Ignatius Donnelly's Caesar's Column: A Story of the Future
Introduction by Arthur Desmond
A dangerously revolutionary futuristic novel with a dystopian theme in a New York setting.
The book is luridly fascinating. 1988, New York, the scene of the story, is an earthly heaven, where man (or rather, capitalism) has brought nature under foot, and chained science to his car as a slave. Airships scour the atmosphere. Electricity threads the earth. Money is the only god, and human brotherhood has perished from off the face of the earth. One-seventh of the entire population riot in soulless luxury.
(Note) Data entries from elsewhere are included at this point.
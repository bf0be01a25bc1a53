//! Wire format encoding and decoding.
//!
//! Every envelope starts with a 6-byte header:
//! ```text
//! ┌───────────┬──────────┐
//! │ Type code │ Length   │
//! │ 2 bytes   │ 4 bytes  │
//! │ uint16 BE │ uint32 BE│
//! └───────────┴──────────┘
//! ```
//!
//! followed by exactly `Length` bytes of codec-encoded arguments.
//! All multi-byte integers are Big Endian.

use crate::error::{Result, TaskloafError};

/// Header size in bytes (fixed, exactly 6).
pub const HEADER_SIZE: usize = 6;

/// Default maximum payload size (1 GB).
pub const DEFAULT_MAX_PAYLOAD_SIZE: u32 = 1_073_741_824;

/// Type code reserved for WORK envelopes.
pub const WORK_TYPE_CODE: u16 = 0;

/// Type code reserved for reference decrements.
pub const DECREMENT_TYPE_CODE: u16 = 1;

/// First type code handed out to user-registered handlers.
pub const FIRST_USER_TYPE_CODE: u16 = 2;

/// Decoded header from wire format.
#[derive(Debug, Clone, Copy, PartialEq, Eq)]
pub struct Header {
    /// Message kind.
    pub type_code: u16,
    /// Payload length in bytes.
    pub payload_length: u32,
}

impl Header {
    /// Create a new header.
    pub fn new(type_code: u16, payload_length: u32) -> Self {
        Self {
            type_code,
            payload_length,
        }
    }

    /// Encode header to bytes (Big Endian).
    ///
    /// # Example
    ///
    /// ```
    /// use taskloaf::protocol::Header;
    ///
    /// let bytes = Header::new(3, 100).encode();
    /// assert_eq!(bytes, [0, 3, 0, 0, 0, 100]);
    /// ```
    pub fn encode(&self) -> [u8; HEADER_SIZE] {
        let mut buf = [0u8; HEADER_SIZE];
        self.encode_into(&mut buf);
        buf
    }

    /// Encode header into an existing buffer.
    ///
    /// # Panics
    ///
    /// Panics if buffer is smaller than `HEADER_SIZE` (6 bytes).
    pub fn encode_into(&self, buf: &mut [u8]) {
        debug_assert!(buf.len() >= HEADER_SIZE);
        buf[0..2].copy_from_slice(&self.type_code.to_be_bytes());
        buf[2..6].copy_from_slice(&self.payload_length.to_be_bytes());
    }

    /// Decode header from bytes (Big Endian).
    ///
    /// Returns `None` if buffer is too short.
    pub fn decode(buf: &[u8]) -> Option<Self> {
        if buf.len() < HEADER_SIZE {
            return None;
        }
        Some(Self {
            type_code: u16::from_be_bytes([buf[0], buf[1]]),
            payload_length: u32::from_be_bytes([buf[2], buf[3], buf[4], buf[5]]),
        })
    }

    /// Validate the declared payload length against a ceiling.
    pub fn validate(&self, max_payload_size: u32) -> Result<()> {
        if self.payload_length > max_payload_size {
            return Err(TaskloafError::Protocol(format!(
                "Payload size {} exceeds maximum {}",
                self.payload_length, max_payload_size
            )));
        }
        Ok(())
    }
}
The great bulk of the people lead and live the lives of brutes lower than the beasts that perish. Then comes the inevitable crash. Civilisation in the twentieth century totters over the brink of Tophet, and falls into an abyss of chaotic Sheol, in which all art, science, beauty and loveliness perish together. The French Revolution is a child's dream compared to the horrors conjured up by the writer of Caesar's Column. The outlook for humanity for thousands of years afterwards is blacker than midnight. To-day the ignorant mob triumphs over the brutal plutocracy. To-morrow it will starve. The day after it will devour its own flesh and blood; and civil government of the rudest kind will take long, long centuries to re-establish itself.